La sinossi è efficace, intriga: “Una bambina ama sua madre, ma sua madre ama Marcel, il suo cane”. Magari c’è un eccesso di “sua/o”, ma è una spia: l’esordio al lungometraggio di Jasmine Trinca, dopo il corto BMM – Being My Mom del 2020, è eminentemente, coraggiosamente e dolorosamente autobiografico. Sì, è suo, Marcel!, di Jasmine. Capiamoci, non è chiuso né solipsistico, dialoga con il sentire, e soffrire, comune, dialoga, nel viaggio di madre e figlia, col bagaglio archetipico delle fiabe, ovvero della venuta e della formazione al mondo di ciascuno di noi.

“All’arte si deve la vita”, vuole la madre (Alba Rohrwacher), ma comprenderemo alla fine del percorso lotmaniano e proppiano che compie con la figlia che l’arte si deve alla morte, ed è il precipitato più scoperto, esposto e lancinante che la pudicizia incantata di Trinca si riservi.

Prodotto da Cinemaundici e Totem Atelier con Rai Cinema, in anteprima a Cannes 75. nella sezione Séances spéciales, ha nella figlia Maayane Conti una bella scoperta, e un cast di contorno di riguardo: Giovanna Ralli, Umberto Orsini, Dario Cantarelli, Valentina Cervi, Valeria Golino e Giuseppe Cederna.

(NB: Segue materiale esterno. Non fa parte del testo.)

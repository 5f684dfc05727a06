//! Chart Plotter Module
//! Renders the three query results as interactive egui_plot charts and
//! an egui table.

use egui::{Color32, RichText};
use egui_plot::{Bar, BarChart, Plot, PlotPoints, Points};

use crate::query::{CrossTab, Distribution, SummaryRow, VarKind, Variable};

pub const ACCENT_COLOR: Color32 = Color32::from_rgb(52, 152, 219); // Blue

pub const PALETTE: [Color32; 10] = [
    Color32::from_rgb(231, 76, 60),  // Red
    Color32::from_rgb(46, 204, 113), // Green
    Color32::from_rgb(155, 89, 182), // Purple
    Color32::from_rgb(243, 156, 18), // Orange
    Color32::from_rgb(26, 188, 156), // Teal
    Color32::from_rgb(233, 30, 99),  // Pink
    Color32::from_rgb(0, 188, 212),  // Cyan
    Color32::from_rgb(255, 87, 34),  // Deep Orange
    Color32::from_rgb(121, 85, 72),  // Brown
    Color32::from_rgb(96, 125, 139), // Blue Grey
];

/// Creates the dashboard visualizations using egui_plot.
pub struct ChartPlotter;

impl ChartPlotter {
    pub fn palette_color(index: usize) -> Color32 {
        PALETTE[index % PALETTE.len()]
    }

    /// Bar chart (categorical) or histogram (numeric) of the primary
    /// variable's distribution.
    pub fn draw_distribution_chart(ui: &mut egui::Ui, dist: &Distribution, var: Variable) {
        match dist {
            Distribution::Categorical(counts) => {
                let labels: Vec<String> = counts.iter().map(|c| c.value.clone()).collect();
                let bars: Vec<Bar> = counts
                    .iter()
                    .enumerate()
                    .map(|(i, c)| {
                        Bar::new(i as f64, c.count as f64)
                            .width(0.7)
                            .fill(ACCENT_COLOR.gamma_multiply(0.8))
                    })
                    .collect();

                Plot::new(format!("distribution_{}", var))
                    .height(360.0)
                    .allow_scroll(false)
                    .x_axis_label(var.label())
                    .y_axis_label("Count")
                    .x_axis_formatter(move |mark, _range| axis_label(&labels, mark.value))
                    .show(ui, |plot_ui| {
                        plot_ui.bar_chart(BarChart::new(bars).name(var.label()));
                    });
            }
            Distribution::Histogram(bins) => {
                let bars: Vec<Bar> = bins
                    .iter()
                    .map(|b| {
                        Bar::new((b.lower + b.upper) / 2.0, b.count as f64)
                            .width((b.upper - b.lower).max(f64::EPSILON))
                            .fill(ACCENT_COLOR.gamma_multiply(0.8))
                    })
                    .collect();

                Plot::new(format!("histogram_{}", var))
                    .height(360.0)
                    .allow_scroll(false)
                    .x_axis_label(var.label())
                    .y_axis_label("Count")
                    .show(ui, |plot_ui| {
                        plot_ui.bar_chart(BarChart::new(bars).name(var.label()));
                    });
            }
        }
    }

    /// Bubble chart of primary x secondary co-occurrence. Categorical
    /// pairs get a radius from their count; the numeric branch plots one
    /// bubble per merged row sized by vehicle count.
    pub fn draw_bubble_chart(
        ui: &mut egui::Ui,
        tab: &CrossTab,
        primary: Variable,
        secondary: Variable,
    ) {
        match tab {
            CrossTab::Counts(pairs) => {
                let x_labels = observed_order(pairs.iter().map(|p| p.primary.as_str()));
                let y_labels = observed_order(pairs.iter().map(|p| p.secondary.as_str()));
                let max_count = pairs.iter().map(|p| p.count).max().unwrap_or(1) as f64;

                let x_fmt = x_labels.clone();
                let y_fmt = y_labels.clone();

                Plot::new(format!("bubble_{}_{}", primary, secondary))
                    .height(360.0)
                    .allow_scroll(false)
                    .x_axis_label(primary.label())
                    .y_axis_label(secondary.label())
                    .x_axis_formatter(move |mark, _range| axis_label(&x_fmt, mark.value))
                    .y_axis_formatter(move |mark, _range| axis_label(&y_fmt, mark.value))
                    .show(ui, |plot_ui| {
                        for (i, pair) in pairs.iter().enumerate() {
                            let x = index_of(&x_labels, &pair.primary);
                            let y = index_of(&y_labels, &pair.secondary);
                            let radius = 4.0 + 16.0 * (pair.count as f64 / max_count).sqrt();

                            plot_ui.points(
                                Points::new(PlotPoints::new(vec![[x, y]]))
                                    .radius(radius as f32)
                                    .color(Self::palette_color(i).gamma_multiply(0.7))
                                    .name(format!(
                                        "{} / {}: {}",
                                        pair.primary, pair.secondary, pair.count
                                    )),
                            );
                        }
                    });
            }
            CrossTab::Sized(points) => {
                let x_labels = observed_order(points.iter().map(|p| p.primary.as_str()));
                let max_size = points
                    .iter()
                    .map(|p| p.size)
                    .fold(1.0_f64, f64::max);

                let x_fmt = x_labels.clone();

                Plot::new(format!("bubble_{}_{}", primary, secondary))
                    .height(360.0)
                    .allow_scroll(false)
                    .x_axis_label(primary.label())
                    .y_axis_label(secondary.label())
                    .x_axis_formatter(move |mark, _range| axis_label(&x_fmt, mark.value))
                    .show(ui, |plot_ui| {
                        for (i, point) in points.iter().enumerate() {
                            let x = index_of(&x_labels, &point.primary);
                            let y = point.secondary.parse::<f64>().unwrap_or(0.0);
                            let radius = 3.0 + 10.0 * (point.size / max_size).sqrt();

                            plot_ui.points(
                                Points::new(PlotPoints::new(vec![[x, y]]))
                                    .radius(radius as f32)
                                    .color(Self::palette_color(i).gamma_multiply(0.6)),
                            );
                        }
                    });
            }
        }
    }

    /// Group-by summary table: count, mean vehicle count, proportion.
    pub fn draw_summary_table(ui: &mut egui::Ui, group_var: Variable, rows: &[SummaryRow]) {
        egui::Frame::none()
            .fill(ui.visuals().widgets.noninteractive.bg_fill)
            .rounding(5.0)
            .inner_margin(8.0)
            .show(ui, |ui| {
                egui::Grid::new(ui.make_persistent_id(format!("summary_table_{}", group_var)))
                    .striped(true)
                    .min_col_width(90.0)
                    .spacing([12.0, 4.0])
                    .show(ui, |ui| {
                        ui.label(RichText::new(group_var.label()).strong().size(12.0));
                        ui.label(RichText::new("Count").strong().size(12.0));
                        ui.label(RichText::new("Mean Vehicles").strong().size(12.0));
                        ui.label(RichText::new("Proportion").strong().size(12.0));
                        ui.end_row();

                        for row in rows {
                            ui.label(RichText::new(&row.group).size(12.0).color(ACCENT_COLOR));
                            ui.label(RichText::new(row.count.to_string()).size(12.0));
                            match row.mean_vehicles {
                                Some(mean) => {
                                    ui.label(RichText::new(format!("{:.2}", mean)).size(12.0))
                                }
                                None => ui.label(RichText::new("-").size(12.0)),
                            };
                            ui.label(
                                RichText::new(format!("{:.1}%", row.proportion * 100.0))
                                    .size(12.0),
                            );
                            ui.end_row();
                        }
                    });
            });

        if rows.is_empty() {
            ui.add_space(8.0);
            ui.label(
                RichText::new("No rows match the current filters")
                    .size(12.0)
                    .color(Color32::GRAY),
            );
        }
    }

    /// Secondary variables render a bubble chart whatever their kind; the
    /// legend hint differs.
    pub fn bubble_hint(secondary: Variable) -> &'static str {
        match secondary.kind() {
            VarKind::Categorical => "Bubble size: co-occurrence count",
            VarKind::Numeric => "One bubble per merged row, sized by vehicle count",
        }
    }
}

/// Distinct labels in first-appearance order.
fn observed_order<'a>(values: impl Iterator<Item = &'a str>) -> Vec<String> {
    let mut out: Vec<String> = Vec::new();
    for v in values {
        if !out.iter().any(|existing| existing == v) {
            out.push(v.to_string());
        }
    }
    out
}

fn index_of(labels: &[String], value: &str) -> f64 {
    labels.iter().position(|l| l == value).unwrap_or(0) as f64
}

fn axis_label(labels: &[String], value: f64) -> String {
    // `as usize` saturates negatives to zero, which would repeat the
    // first label on marks left of the origin.
    if value < -0.5 {
        return String::new();
    }
    let idx = value.round() as usize;
    if (value - value.round()).abs() < 1e-6 && idx < labels.len() {
        labels[idx].clone()
    } else {
        String::new()
    }
}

Si respira arte, El Lissitzky per la locandina e Luzzati; letteratura, Calvino, Rodari; cinema, da Tati a Gianni Di Gregorio, da Varda a Citti. Ma il cuore è della regista e sceneggiatrice, con Francesca Manieri, che tra sogno e realtà ibrida Neorealismo e fiaba, oltre ogni (auto)censura: “Panni sporchi che non si lavano in casa ma che diventano bandiere da sventolare, inni programmatici: ‘All’arte si deve la vita’”.

E nel mezzo del cammin, di nostra vita e nostra morte, c’è una selva oscura da illuminare, il destino vagabondo di artisti, e non performer, di strada, l’erranza di cinghiali sacri in India e sacrificabili qui, un caravanserraglio ridotto, e intenerito, a passo a due, un po’ disadattato e molto marginale.

Gli ultimi saranno ultimi, ma non nel ricordo, nella messa in scena che è (ri)messa in vita, né assoluzione né dissoluzione, come la memoria quando fa il suo: Trinca ci prende per mano e ci fa accompagnare dai genitori che non sono più in quello che hanno lasciato, e lei in primis.

Non c’è deficit di accudimento nell’abbandono, c’è presenza in quell’assenza, e il cinema a suturare e riaprire ferite: toujours Marcel, il cane che c’era, non c’è più e ci sarà ancora. Simulacro, ma anche sineddoche, d’amore, che Trinca porta a cremare e al mare: un abbaio ci seppellirà.

Marcel! ha la sfrontatezza gentile, l’assertività empatica e la compromissione poetica della sua regista, non si nasconde dietro una maturità di facciata, al netto dei contributi – ottimi – di fotografia (Daria D’Antonio), musiche (Matti Bye) e scenografia (Ilaria Sadun), bensì si esibisce tra Roma e dintorni cercando la verità prima della bellezza, il nervo scoperto anziché la posa. Ma di bellezza, ce n’è: il nonno in ciabatte e calze bianche al tavolo, gli aquiloni in spiaggia, la figlia che dorme con le gambe accavallate e, su tutti, le  monetine gettate, anzi, scagliate a terra per ricompensare sprezzantemente lo spettacolo di madre e figlia.

Non assomiglia al cinema che ha interpretato, Marcel!, ed è una buona notizia: non a detrimento di quei titoli, ma a beneficio di Jasmine Trinca, novella regista. È difficile dormire la notte, dice la madre, ma ancor più sognare di giorno: lei, figlia, l’ha fatto. Sulla soglia dell’incubo.